Exercise brief:
From the first line to the last, print the records exactly.

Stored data
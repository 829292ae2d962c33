//! OpenAI-compatible chat-completions client

use serde::{Deserialize, Serialize};

use crate::{
    error::{Error, Result},
    types::{CompletionRequest, Turn},
};

const DEFAULT_BASE_URL: &str = "https://api.openai.com/v1";

/// Non-streaming chat-completions client
pub struct ChatClient {
    client: reqwest::Client,
    api_key: String,
    base_url: String,
}

impl ChatClient {
    /// Create a new client with an API key
    pub fn new(api_key: impl Into<String>) -> Self {
        Self {
            client: reqwest::Client::new(),
            api_key: api_key.into(),
            base_url: DEFAULT_BASE_URL.to_string(),
        }
    }

    /// Create from the OPENAI_API_KEY environment variable
    pub fn from_env() -> Result<Self> {
        let api_key = std::env::var("OPENAI_API_KEY").map_err(|_| Error::InvalidApiKey)?;
        Ok(Self::new(api_key))
    }

    /// Override the API base URL (proxies, compatible endpoints)
    pub fn with_base_url(mut self, base_url: impl Into<String>) -> Self {
        self.base_url = base_url.into();
        self
    }

    /// Issue one completion call and return the assistant text.
    ///
    /// The request's `timeout` applies at the transport level; callers
    /// wanting a wall-clock bound wrap this future themselves.
    pub async fn complete(&self, request: &CompletionRequest) -> Result<String> {
        let url = format!("{}/chat/completions", self.base_url);
        let body = build_request(request);
        tracing::debug!(
            model = %request.model,
            messages = request.messages.len(),
            "issuing completion call"
        );

        let response = self
            .client
            .post(&url)
            .header("Authorization", format!("Bearer {}", self.api_key))
            .timeout(request.timeout)
            .json(&body)
            .send()
            .await?;

        let status = response.status();
        if !status.is_success() {
            let text = response.text().await.unwrap_or_default();
            return Err(Error::api(status.as_u16(), text));
        }

        let raw = response.text().await?;
        let completion: ChatResponse = serde_json::from_str(&raw)?;
        completion
            .choices
            .into_iter()
            .next()
            .and_then(|c| c.message.content)
            .ok_or_else(|| Error::UnexpectedResponse("response carried no choices".into()))
    }
}

fn build_request(request: &CompletionRequest) -> ChatRequest {
    ChatRequest {
        model: request.model.clone(),
        messages: request.messages.iter().map(wire_message).collect(),
        temperature: request.temperature,
        max_tokens: request.max_tokens,
    }
}

fn wire_message(turn: &Turn) -> ChatMessage {
    ChatMessage {
        role: turn.role.as_str().to_string(),
        content: Some(turn.content.clone()),
    }
}

// --- Wire format ---

#[derive(Debug, Serialize)]
struct ChatRequest {
    model: String,
    messages: Vec<ChatMessage>,
    temperature: f32,
    max_tokens: u32,
}

#[derive(Debug, Serialize, Deserialize)]
struct ChatMessage {
    role: String,
    content: Option<String>,
}

#[derive(Debug, Deserialize)]
struct ChatResponse {
    choices: Vec<ChatChoice>,
}

#[derive(Debug, Deserialize)]
struct ChatChoice {
    message: ChatMessage,
}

Answer box:
repository 829292ae2d962c33
//! OpenAI-compatible chat-completions client

use serde::{Deserialize, Serialize};

use crate::{
    error::{Error, Result},
    types::{CompletionRequest, Turn},
};

const DEFAULT_BASE_URL: &str = "https://api.openai.com/v1";

/// Non-streaming chat-completions client
pub struct ChatClient {
    client: reqwest::Client,
    api_key: String,
    base_url: String,
}

impl ChatClient {
    /// Create a new client with an API key
    pub fn new(api_key: impl Into<String>) -> Self {
        Self {
            client: reqwest::Client::new(),
            api_key: api_key.into(),
            base_url: DEFAULT_BASE_URL.to_string(),
        }
    }

    /// Create from the OPENAI_API_KEY environment variable
    pub fn from_env() -> Result<Self> {
        let api_key = std::env::var("OPENAI_API_KEY").map_err(|_| Error::InvalidApiKey)?;
        Ok(Self::new(api_key))
    }

    /// Override the API base URL (proxies, compatible endpoints)
    pub fn with_base_url(mut self, base_url: impl Into<String>) -> Self {
        self.base_url = base_url.into();
        self
    }

    /// Issue one completion call and return the assistant text.
    ///
    /// The request's `timeout` applies at the transport level; callers
    /// wanting a wall-clock bound wrap this future themselves.
    pub async fn complete(&self, request: &CompletionRequest) -> Result<String> {
        let url = format!("{}/chat/completions", self.base_url);
        let body = build_request(request);
        tracing::debug!(
            model = %request.model,
            messages = request.messages.len(),
            "issuing completion call"
        );

        let response = self
            .client
            .post(&url)
            .header("Authorization", format!("Bearer {}", self.api_key))
            .timeout(request.timeout)
            .json(&body)
            .send()
            .await?;

        let status = response.status();
        if !status.is_success() {
            let text = response.text().await.unwrap_or_default();
            return Err(Error::api(status.as_u16(), text));
        }

        let raw = response.text().await?;
        let completion: ChatResponse = serde_json::from_str(&raw)?;
        completion
            .choices
            .into_iter()
            .next()
            .and_then(|c| c.message.content)
            .ok_or_else(|| Error::UnexpectedResponse("response carried no choices".into()))
    }
}

fn build_request(request: &CompletionRequest) -> ChatRequest {
    ChatRequest {
        model: request.model.clone(),
        messages: request.messages.iter().map(wire_message).collect(),
        temperature: request.temperature,
        max_tokens: request.max_tokens,
    }
}

fn wire_message(turn: &Turn) -> ChatMessage {
    ChatMessage {
        role: turn.role.as_str().to_string(),
        content: Some(turn.content.clone()),
    }
}

// --- Wire format ---

#[derive(Debug, Serialize)]
struct ChatRequest {
    model: String,
    messages: Vec<ChatMessage>,
    temperature: f32,
    max_tokens: u32,
}

#[derive(Debug, Serialize, Deserialize)]
struct ChatMessage {
    role: String,
    content: Option<String>,
}

#[derive(Debug, Deserialize)]
struct ChatResponse {
    choices: Vec<ChatChoice>,
}

#[derive(Debug, Deserialize)]
struct ChatChoice {
    message: ChatMessage,
}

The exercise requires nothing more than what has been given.